Amorphization of iron-boron alloys by excimer laser processing

Author

James W. McCamy

Date of Award

12-1987

Degree Type

Thesis

Degree Name

Master of Science

Major

Metallurgical Engineering

Major Professor

Antonio J. Pedraza

Committee Members

D. H. Lowndes, B. F. Oliver

Abstract

Samples of crystalline iron-boron alloys containing 5-30 at%B were processed by irradiating them with slightly overlapping single pulses from a XeCl excimer laser to study the extent to which amorphization occurs at extremely high heating and cooling rates. The influence of the initial microstructure and phases upon the structure that results after laser processing was also studied.

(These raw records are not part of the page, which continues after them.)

use axum::http::StatusCode;
use axum::response::{IntoResponse, Response};
use thiserror::Error;

/// Failures surfaced to HTTP clients. The payload is the exact plain-text body.
#[derive(Debug, Error)]
pub enum AppError {
    #[error("{0}")]
    InvalidInput(String),
    #[error("{0}")]
    NotFound(String),
    #[error("{0}")]
    Storage(String),
}

impl AppError {
    pub fn status(&self) -> StatusCode {
        match self {
            Self::InvalidInput(_) => StatusCode::BAD_REQUEST,
            Self::NotFound(_) => StatusCode::NOT_FOUND,
            Self::Storage(_) => StatusCode::INTERNAL_SERVER_ERROR,
        }
    }
}

impl IntoResponse for AppError {
    fn into_response(self) -> Response {
        let status = self.status();
        (status, self.to_string()).into_response()
    }
}

#[derive(Debug, Error)]
pub enum StoreError {
    #[error("failed to read {path}: {source}")]
    Read {
        path: String,
        #[source]
        source: std::io::Error,
    },
    #[error("failed to parse {path}: {source}")]
    Parse {
        path: String,
        #[source]
        source: serde_json::Error,
    },
    #[error("failed to encode {path}: {source}")]
    Encode {
        path: String,
        #[source]
        source: serde_json::Error,
    },
    #[error("failed to write {path}: {source}")]
    Write {
        path: String,
        #[source]
        source: std::io::Error,
    },
}

#[derive(Debug, Error)]
pub enum RequestLogError {
    #[error("invalid request log path: {0}")]
    InvalidPath(String),
    #[error("failed to open request log: {0}")]
    Init(#[from] tracing_appender::rolling::InitError),
}

pub type AppResult<T> = Result<T, AppError>;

A surface sensitive x-ray diffraction (SSXD) technique was developed to study the structural changes in the modified near-surface region. With this technique both the melt depth and the volume fraction of crystalline material present in the amorphous layer could be determined. The layer was further characterized using a grazing angle diffraction geometry.

The specimens were prepared using the hammer and anvil method of splat quenching. It was found that the inital microstructure could be determined by controlling the sample weight. An amorphous structure was obtained with sample weights less than 0.04 grams, while fully crystalline structures were produced when the sample weight was greater than 0.08 grams.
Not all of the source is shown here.